Data supplied -

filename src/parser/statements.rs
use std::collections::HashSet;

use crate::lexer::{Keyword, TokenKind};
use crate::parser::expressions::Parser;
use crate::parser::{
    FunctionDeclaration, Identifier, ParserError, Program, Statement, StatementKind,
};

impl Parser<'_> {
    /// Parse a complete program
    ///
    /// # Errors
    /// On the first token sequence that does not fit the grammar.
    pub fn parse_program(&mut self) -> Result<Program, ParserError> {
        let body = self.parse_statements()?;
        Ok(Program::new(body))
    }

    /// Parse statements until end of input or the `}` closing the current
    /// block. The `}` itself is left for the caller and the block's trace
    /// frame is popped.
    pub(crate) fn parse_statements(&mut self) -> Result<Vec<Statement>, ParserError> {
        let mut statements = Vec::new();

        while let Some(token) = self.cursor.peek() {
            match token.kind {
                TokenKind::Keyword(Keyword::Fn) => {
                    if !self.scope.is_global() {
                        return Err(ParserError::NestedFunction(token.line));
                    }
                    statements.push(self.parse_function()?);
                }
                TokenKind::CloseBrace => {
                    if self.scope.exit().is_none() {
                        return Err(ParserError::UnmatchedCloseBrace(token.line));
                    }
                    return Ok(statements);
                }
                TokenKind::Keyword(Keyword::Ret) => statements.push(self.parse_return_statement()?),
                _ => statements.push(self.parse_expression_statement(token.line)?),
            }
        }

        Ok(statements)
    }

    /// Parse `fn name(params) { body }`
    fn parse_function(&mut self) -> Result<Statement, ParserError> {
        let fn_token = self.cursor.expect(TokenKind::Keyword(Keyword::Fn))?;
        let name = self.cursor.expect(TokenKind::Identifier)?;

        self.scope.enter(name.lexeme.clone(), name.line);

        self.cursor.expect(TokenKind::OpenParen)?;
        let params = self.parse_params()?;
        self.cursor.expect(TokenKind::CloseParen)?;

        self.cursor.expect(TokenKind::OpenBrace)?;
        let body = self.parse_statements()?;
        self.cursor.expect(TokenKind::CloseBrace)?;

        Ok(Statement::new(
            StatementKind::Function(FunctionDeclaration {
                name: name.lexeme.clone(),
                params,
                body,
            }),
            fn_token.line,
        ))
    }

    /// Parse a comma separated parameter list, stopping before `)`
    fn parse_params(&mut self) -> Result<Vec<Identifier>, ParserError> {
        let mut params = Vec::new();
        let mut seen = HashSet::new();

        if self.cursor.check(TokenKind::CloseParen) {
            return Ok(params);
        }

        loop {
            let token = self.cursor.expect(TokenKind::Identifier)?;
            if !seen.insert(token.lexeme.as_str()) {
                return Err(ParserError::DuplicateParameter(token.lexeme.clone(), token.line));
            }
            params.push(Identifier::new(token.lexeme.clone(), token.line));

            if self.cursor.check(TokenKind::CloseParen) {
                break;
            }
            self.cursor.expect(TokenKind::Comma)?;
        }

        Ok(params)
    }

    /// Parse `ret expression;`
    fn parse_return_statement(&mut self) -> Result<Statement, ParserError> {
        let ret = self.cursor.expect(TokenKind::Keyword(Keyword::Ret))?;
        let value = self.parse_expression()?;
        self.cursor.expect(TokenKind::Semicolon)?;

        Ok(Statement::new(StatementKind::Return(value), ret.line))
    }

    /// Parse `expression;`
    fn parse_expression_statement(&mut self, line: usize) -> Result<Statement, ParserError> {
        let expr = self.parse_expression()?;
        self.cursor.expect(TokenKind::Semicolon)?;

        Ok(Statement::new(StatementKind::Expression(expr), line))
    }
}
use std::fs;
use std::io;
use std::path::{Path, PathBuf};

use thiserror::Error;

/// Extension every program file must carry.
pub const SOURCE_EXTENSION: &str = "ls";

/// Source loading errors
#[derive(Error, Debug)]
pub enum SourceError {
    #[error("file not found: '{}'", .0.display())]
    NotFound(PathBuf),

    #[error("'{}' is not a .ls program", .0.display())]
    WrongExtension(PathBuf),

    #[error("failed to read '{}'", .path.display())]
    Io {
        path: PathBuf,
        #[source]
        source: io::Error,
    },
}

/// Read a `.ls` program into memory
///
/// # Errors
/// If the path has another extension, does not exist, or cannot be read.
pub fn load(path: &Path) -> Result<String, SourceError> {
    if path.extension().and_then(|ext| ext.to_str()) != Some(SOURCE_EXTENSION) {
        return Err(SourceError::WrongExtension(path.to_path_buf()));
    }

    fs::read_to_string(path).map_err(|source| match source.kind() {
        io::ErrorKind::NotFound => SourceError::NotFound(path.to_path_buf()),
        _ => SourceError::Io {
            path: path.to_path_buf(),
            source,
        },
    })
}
--
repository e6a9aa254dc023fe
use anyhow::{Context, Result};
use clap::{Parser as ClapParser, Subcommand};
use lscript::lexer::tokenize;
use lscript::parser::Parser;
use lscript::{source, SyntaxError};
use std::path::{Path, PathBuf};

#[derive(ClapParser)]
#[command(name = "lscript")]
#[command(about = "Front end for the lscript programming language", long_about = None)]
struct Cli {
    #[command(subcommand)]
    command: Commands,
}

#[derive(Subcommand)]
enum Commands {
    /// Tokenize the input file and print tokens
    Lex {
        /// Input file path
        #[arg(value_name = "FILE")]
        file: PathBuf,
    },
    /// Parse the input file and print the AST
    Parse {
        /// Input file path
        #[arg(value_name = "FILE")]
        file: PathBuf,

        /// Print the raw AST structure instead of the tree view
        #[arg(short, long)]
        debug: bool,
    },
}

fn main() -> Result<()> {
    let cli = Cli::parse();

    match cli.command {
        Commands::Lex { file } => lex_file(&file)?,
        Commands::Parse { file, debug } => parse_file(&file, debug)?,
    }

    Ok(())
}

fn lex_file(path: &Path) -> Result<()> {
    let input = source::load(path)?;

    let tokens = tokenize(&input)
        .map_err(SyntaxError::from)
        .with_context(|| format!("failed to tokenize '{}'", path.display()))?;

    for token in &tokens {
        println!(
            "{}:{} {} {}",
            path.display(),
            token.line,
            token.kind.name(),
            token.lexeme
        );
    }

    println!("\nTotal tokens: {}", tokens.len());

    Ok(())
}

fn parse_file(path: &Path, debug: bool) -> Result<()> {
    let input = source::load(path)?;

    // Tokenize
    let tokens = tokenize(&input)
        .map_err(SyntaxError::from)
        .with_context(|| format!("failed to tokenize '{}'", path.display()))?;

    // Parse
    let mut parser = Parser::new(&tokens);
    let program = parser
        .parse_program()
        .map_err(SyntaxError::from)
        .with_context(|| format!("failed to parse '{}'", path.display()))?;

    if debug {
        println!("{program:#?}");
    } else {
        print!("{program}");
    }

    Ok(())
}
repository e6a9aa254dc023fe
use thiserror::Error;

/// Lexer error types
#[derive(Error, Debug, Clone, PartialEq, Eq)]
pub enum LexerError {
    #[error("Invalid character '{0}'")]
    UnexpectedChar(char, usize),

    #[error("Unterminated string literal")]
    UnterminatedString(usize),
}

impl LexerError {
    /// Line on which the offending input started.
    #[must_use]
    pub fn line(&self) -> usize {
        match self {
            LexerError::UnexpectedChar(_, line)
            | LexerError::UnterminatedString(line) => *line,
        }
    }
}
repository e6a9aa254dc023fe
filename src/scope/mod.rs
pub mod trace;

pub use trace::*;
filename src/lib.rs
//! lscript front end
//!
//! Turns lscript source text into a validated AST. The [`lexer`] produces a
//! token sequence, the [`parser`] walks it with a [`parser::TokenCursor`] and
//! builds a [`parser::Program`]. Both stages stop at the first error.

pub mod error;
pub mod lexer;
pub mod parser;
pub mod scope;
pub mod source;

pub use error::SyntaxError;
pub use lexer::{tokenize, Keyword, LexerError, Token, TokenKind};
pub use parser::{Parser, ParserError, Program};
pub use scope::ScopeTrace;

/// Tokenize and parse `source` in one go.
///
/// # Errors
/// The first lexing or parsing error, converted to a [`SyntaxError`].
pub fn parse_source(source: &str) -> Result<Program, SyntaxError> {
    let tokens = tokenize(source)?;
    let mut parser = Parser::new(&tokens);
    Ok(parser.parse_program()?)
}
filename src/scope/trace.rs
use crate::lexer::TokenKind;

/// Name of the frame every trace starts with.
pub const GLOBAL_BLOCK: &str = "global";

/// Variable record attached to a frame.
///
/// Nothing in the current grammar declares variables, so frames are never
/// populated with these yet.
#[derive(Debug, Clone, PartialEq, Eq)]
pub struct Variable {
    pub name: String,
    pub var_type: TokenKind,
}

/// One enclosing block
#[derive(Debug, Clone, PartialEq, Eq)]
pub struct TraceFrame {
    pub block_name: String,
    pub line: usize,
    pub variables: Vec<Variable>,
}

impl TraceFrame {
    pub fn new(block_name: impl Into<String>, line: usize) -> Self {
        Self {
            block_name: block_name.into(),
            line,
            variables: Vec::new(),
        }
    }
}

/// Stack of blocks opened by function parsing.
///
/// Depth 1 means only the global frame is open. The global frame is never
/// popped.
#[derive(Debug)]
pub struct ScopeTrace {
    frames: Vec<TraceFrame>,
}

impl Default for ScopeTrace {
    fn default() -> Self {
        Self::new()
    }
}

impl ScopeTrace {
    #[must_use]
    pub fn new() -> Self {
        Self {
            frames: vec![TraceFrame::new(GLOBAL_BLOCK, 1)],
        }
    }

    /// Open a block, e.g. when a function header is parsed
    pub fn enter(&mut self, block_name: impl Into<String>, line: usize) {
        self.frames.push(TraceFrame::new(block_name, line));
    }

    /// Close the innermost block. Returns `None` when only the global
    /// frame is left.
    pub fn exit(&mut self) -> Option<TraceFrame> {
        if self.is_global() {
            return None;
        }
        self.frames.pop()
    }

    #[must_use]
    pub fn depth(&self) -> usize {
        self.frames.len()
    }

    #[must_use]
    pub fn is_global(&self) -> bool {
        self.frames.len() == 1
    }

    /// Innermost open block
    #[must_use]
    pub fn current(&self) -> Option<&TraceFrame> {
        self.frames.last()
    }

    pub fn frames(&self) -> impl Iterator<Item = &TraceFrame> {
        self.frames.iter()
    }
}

What this task involves -
Whenever a line of the listing above holds the word "frames", copy that line.

Response to the task -
/// Nothing in the current grammar declares variables, so frames are never
    frames: Vec<TraceFrame>,
            frames: vec![TraceFrame::new(GLOBAL_BLOCK, 1)],
        self.frames.push(TraceFrame::new(block_name, line));
        self.frames.pop()
        self.frames.len()
        self.frames.len() == 1
        self.frames.last()
    pub fn frames(&self) -> impl Iterator<Item = &TraceFrame> {
        self.frames.iter()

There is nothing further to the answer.